DATA FOR THIS EXERCISE:
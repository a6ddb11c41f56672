//! Worker pool for per-body updates.
//!
//! Each worker receives one [`BodyJob`] at a time over a shared bounded
//! crossbeam channel, reads the body's owner from the previous committed
//! snapshot carried with the task, evaluates the body's [`MotionRule`],
//! and sends the outcome back on the per-tick reply channel.
//!
//! Workers never touch the [`SnapshotStore`](crate::SnapshotStore). All
//! results land in a [`WriteBuffer`] that the tick engine commits in one
//! step after [`PendingTick::join`] returns.

use std::any::Any;
use std::panic::{self, AssertUnwindSafe};
use std::sync::Arc;
use std::thread::{self, JoinHandle};

use crossbeam_channel::{Receiver, Sender};
use indexmap::IndexMap;
use orrery_core::{BodyFault, BodyId, Motion, MotionInput, MotionRule, Position};
use smallvec::SmallVec;
use tracing::debug;

use crate::config::ConfigError;
use crate::store::Snapshot;

/// Kinematic state and rule of one body, as handed to a worker.
#[derive(Clone)]
pub struct BodyJob {
    /// Body being updated.
    pub id: BodyId,
    /// Owner to read from the previous snapshot; `None` for roots.
    pub owner: Option<BodyId>,
    /// Angle before this tick.
    pub angle: f64,
    /// Angular speed.
    pub speed: f64,
    /// Orbit radius.
    pub radius: f64,
    /// Update formula.
    pub rule: Arc<dyn MotionRule>,
}

impl std::fmt::Debug for BodyJob {
    fn fmt(&self, f: &mut std::fmt::Formatter<'_>) -> std::fmt::Result {
        f.debug_struct("BodyJob")
            .field("id", &self.id)
            .field("owner", &self.owner)
            .field("angle", &self.angle)
            .field("speed", &self.speed)
            .field("radius", &self.radius)
            .field("rule", &self.rule.name())
            .finish()
    }
}

type Reply = (usize, Result<Motion, BodyFault>);

struct Task {
    slot: usize,
    job: BodyJob,
    previous: Arc<Snapshot>,
    origin: Position,
    reply: Sender<Reply>,
}

// ── WriteBuffer ────────────────────────────────────────────────────

/// Results of one tick's compute phase, keyed by body.
#[derive(Clone, Debug, Default)]
pub struct WriteBuffer {
    motions: IndexMap<BodyId, Motion>,
    faults: SmallVec<[(BodyId, BodyFault); 4]>,
}

impl WriteBuffer {
    /// Successful result for `id`, if it produced one.
    pub fn get(&self, id: BodyId) -> Option<&Motion> {
        self.motions.get(&id)
    }

    /// Successful results in dispatch order.
    pub fn motions(&self) -> impl Iterator<Item = (BodyId, &Motion)> {
        self.motions.iter().map(|(id, m)| (*id, m))
    }

    /// Failed bodies in dispatch order.
    pub fn faults(&self) -> &[(BodyId, BodyFault)] {
        &self.faults
    }

    /// Number of successful results.
    pub fn len(&self) -> usize {
        self.motions.len()
    }

    /// Whether no body produced a result.
    pub fn is_empty(&self) -> bool {
        self.motions.is_empty()
    }
}

// ── PendingTick ────────────────────────────────────────────────────

/// Handle to a dispatched tick. [`join`](Self::join) is the barrier.
#[must_use = "a dispatched tick must be joined to collect its results"]
pub struct PendingTick {
    ids: Vec<BodyId>,
    reply_rx: Receiver<Reply>,
}

impl PendingTick {
    /// Number of bodies dispatched.
    pub fn len(&self) -> usize {
        self.ids.len()
    }

    /// Whether nothing was dispatched.
    pub fn is_empty(&self) -> bool {
        self.ids.is_empty()
    }

    /// Block until every dispatched body has finished or failed.
    ///
    /// Bodies whose worker disappeared without replying are reported as
    /// [`BodyFault::WorkerLost`].
    pub fn join(self) -> WriteBuffer {
        let mut outcomes: Vec<Option<Result<Motion, BodyFault>>> = vec![None; self.ids.len()];
        let mut received = 0;
        while received < outcomes.len() {
            // Disconnected once every task (and its sender clone) is gone.
            let Ok((slot, outcome)) = self.reply_rx.recv() else {
                break;
            };
            if let Some(entry) = outcomes.get_mut(slot) {
                if entry.is_none() {
                    received += 1;
                }
                *entry = Some(outcome);
            }
        }

        let mut buffer = WriteBuffer {
            motions: IndexMap::with_capacity(outcomes.len()),
            faults: SmallVec::new(),
        };
        for (id, outcome) in self.ids.into_iter().zip(outcomes) {
            match outcome.unwrap_or(Err(BodyFault::WorkerLost)) {
                Ok(motion) => {
                    buffer.motions.insert(id, motion);
                }
                Err(fault) => buffer.faults.push((id, fault)),
            }
        }
        buffer
    }
}

// ── WorkerPool ─────────────────────────────────────────────────────

/// A fixed set of persistent worker threads, reused across ticks.
pub struct WorkerPool {
    task_tx: Option<Sender<Task>>,
    workers: Vec<JoinHandle<()>>,
    size: usize,
}

impl WorkerPool {
    /// Spawn `size` workers (at least one).
    ///
    /// # Errors
    ///
    /// Returns [`ConfigError::ThreadSpawnFailed`] if the OS refuses a
    /// thread. Workers spawned before the failure are joined.
    pub fn new(size: usize) -> Result<Self, ConfigError> {
        let size = size.max(1);
        let (task_tx, task_rx) = crossbeam_channel::bounded(size * 4);
        let mut pool = Self {
            task_tx: Some(task_tx),
            workers: Vec::with_capacity(size),
            size,
        };
        for i in 0..size {
            let task_rx = task_rx.clone();
            let handle = thread::Builder::new()
                .name(format!("orrery-worker-{i}"))
                .spawn(move || worker_loop(task_rx))
                .map_err(|e| ConfigError::ThreadSpawnFailed {
                    reason: format!("worker {i}: {e}"),
                })?;
            pool.workers.push(handle);
        }
        debug!(workers = size, "worker pool started");
        Ok(pool)
    }

    /// Number of worker threads.
    pub fn size(&self) -> usize {
        self.size
    }

    /// Queue one task per job against `previous` and return the barrier.
    ///
    /// Every job reads owner positions from `previous` only.
    pub fn dispatch(
        &self,
        previous: &Arc<Snapshot>,
        origin: Position,
        jobs: Vec<BodyJob>,
    ) -> PendingTick {
        let ids: Vec<BodyId> = jobs.iter().map(|j| j.id).collect();
        // Room for every reply, so workers never block on send.
        let (reply_tx, reply_rx) = crossbeam_channel::bounded(jobs.len().max(1));

        if let Some(task_tx) = &self.task_tx {
            for (slot, job) in jobs.into_iter().enumerate() {
                let task = Task {
                    slot,
                    job,
                    previous: Arc::clone(previous),
                    origin,
                    reply: reply_tx.clone(),
                };
                if task_tx.send(task).is_err() {
                    // No workers left; remaining slots report WorkerLost.
                    break;
                }
            }
        }
        drop(reply_tx);

        PendingTick { ids, reply_rx }
    }

    /// Close the task channel and join every worker.
    ///
    /// Returns the number of workers that exited cleanly. Calling this
    /// twice returns 0 the second time.
    pub fn shutdown(&mut self) -> usize {
        self.task_tx.take();
        let mut joined = 0;
        for handle in self.workers.drain(..) {
            if handle.join().is_ok() {
                joined += 1;
            }
        }
        if joined > 0 {
            debug!(joined, "worker pool stopped");
        }
        joined
    }
}

impl Drop for WorkerPool {
    fn drop(&mut self) {
        self.shutdown();
    }
}

impl std::fmt::Debug for WorkerPool {
    fn fmt(&self, f: &mut std::fmt::Formatter<'_>) -> std::fmt::Result {
        f.debug_struct("WorkerPool")
            .field("size", &self.size)
            .field("running", &self.workers.len())
            .finish()
    }
}

// ── Worker ─────────────────────────────────────────────────────────

fn worker_loop(task_rx: Receiver<Task>) {
    while let Ok(task) = task_rx.recv() {
        let outcome = evaluate(&task);
        let _ = task.reply.send((task.slot, outcome));
    }
    // Channel closed: worker exits cleanly.
}

fn evaluate(task: &Task) -> Result<Motion, BodyFault> {
    let job = &task.job;
    let owner = match job.owner {
        Some(owner) => Some(task.previous.get(owner).ok_or_else(|| BodyFault::Rejected {
            reason: format!("owner {owner} missing from snapshot {}", task.previous.tick()),
        })?),
        None => None,
    };
    let input = MotionInput {
        owner,
        previous: task.previous.get(job.id).unwrap_or(task.origin),
        origin: task.origin,
        angle: job.angle,
        speed: job.speed,
        radius: job.radius,
    };

    let motion = panic::catch_unwind(AssertUnwindSafe(|| job.rule.advance(&input)))
        .map_err(|payload| BodyFault::Panicked {
            message: panic_message(payload.as_ref()),
        })??;

    if !motion.angle.is_finite() || !motion.position.is_finite() {
        return Err(BodyFault::NonFinite {
            angle: motion.angle,
            x: motion.position.x,
            y: motion.position.y,
        });
    }
    Ok(motion)
}

fn panic_message(payload: &(dyn Any + Send)) -> String {
    if let Some(s) = payload.downcast_ref::<&str>() {
        (*s).to_string()
    } else if let Some(s) = payload.downcast_ref::<String>() {
        s.clone()
    } else {
        "non-string panic payload".to_string()
    }
}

WHAT YOU HAVE TO DO: Which lines above include the word "WorkerLost"? Pick them out and copy them.

WRITTEN RESPONSE:
    /// [`BodyFault::WorkerLost`].
            match outcome.unwrap_or(Err(BodyFault::WorkerLost)) {
                    // No workers left; remaining slots report WorkerLost.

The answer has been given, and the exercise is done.